5. Across buildings: campus and multi‑hall networks
Once you’re beyond a single hall, you hit the campus layer: connecting multiple buildings or datacenter rooms, typically hundreds of meters to tens of kilometers apart.
Physically, you’re still on single‑mode fiber, often laid in underground ducts between facilities. Logically, you’re either:
Extending your leaf–spine fabric across buildings, or
Creating a higher‑level aggregation/transport layer that connects multiple independent fabrics.
Here the optical toolbox widens:
Simple LR (10 km) or ER (40 km) client optics are enough if you own dark fiber and just need point‑to‑point links.
If you need to share fiber among many services, you may adopt CWDM/DWDM and even coherent “lite” pluggables to squeeze many wavelengths onto a single pair of fibers.
Large AI campuses—think three or more big halls full of GPUs—often end up blending packet fabrics with optical circuit switching. Google’s “AI Hypercomputer” architecture for TPU v5p and Ironwood, for instance, uses electric packet networks for many flows but relies on an optical circuit switch (OCS) layer to dynamically rewire high‑bandwidth connections between TPU pods over fiber.(Google Cloud)

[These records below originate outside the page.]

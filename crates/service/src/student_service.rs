use sea_orm::{ConnectionTrait, EntityTrait};
use tracing::instrument;

use models::student;
use crate::{college_service, domain::NewStudent, errors::ServiceError};

/// Create a student at an existing college; emails are unique per college.
#[instrument(skip(db, input), fields(college_id = input.college_id))]
pub async fn create_student(db: &impl ConnectionTrait, input: &NewStudent) -> Result<student::Model, ServiceError> {
    student::validate_name(&input.name)?;
    student::validate_email(&input.email)?;
    college_service::require_college(db, input.college_id).await?;
    if student::find_by_email(db, input.college_id, &input.email).await?.is_some() {
        return Err(ServiceError::Conflict(format!(
            "email {} already registered at college {}",
            student::normalize_email(&input.email),
            input.college_id
        )));
    }
    Ok(student::create(db, input.college_id, &input.name, &input.email).await?)
}

/// Get student by id.
pub async fn get_student(db: &impl ConnectionTrait, id: i32) -> Result<Option<student::Model>, ServiceError> {
    Ok(student::Entity::find_by_id(id).one(db).await?)
}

At this layer, the same optical vendors show up, but modules tend to be tuned for longer reach and higher robustness; campus links are a critical failure domain boundary, so operators pay for reliability and manageability.
What Companies are working in this space
Zooming out, the campus layer pulls in a different mix of suppliers than the inside-rack world. Packet vendors like Cisco (CSCO), Arista (ANET), Juniper (JNPR) and NVIDIA (NVDA) effectively “own” the logical fabric between halls: they sell the Ethernet/InfiniBand ports that stitch leaf–spine domains across buildings, and they decide which LR/ER pluggables get qualified and how much overbuild you carry at this failure-domain boundary. Hanging off those ports is a datacom-optics industry that has quietly turned into a hyperscale lever: InnoLight, Coherent Corp. (COHR) and Eoptolink (300502.SZ) are now the largest suppliers of high-speed datacom modules, in a market Cignal AI expects to exceed ~$12B by 2026, of datacom optical component revenue in 2025, driven by 400/800G ramps. LightCounting pegs InnoLight’s 2024 revenue at >US$3.3B (up 114% YoY) and Eoptolink at ~US$1.2B (up 175%), almost entirely from Ethernet transceivers, while quarterly transceiver sales across leading vendors have already cleared US$3B/quarter. Around them, Lumentum (LITE), Applied Optoelectronics (AAOI) and Accelink (300308.SZ) supply both finished modules and the InP lasers/EMLs, drivers and receivers that let campus links stretch from a few hundred meters to 10–40 km without falling over.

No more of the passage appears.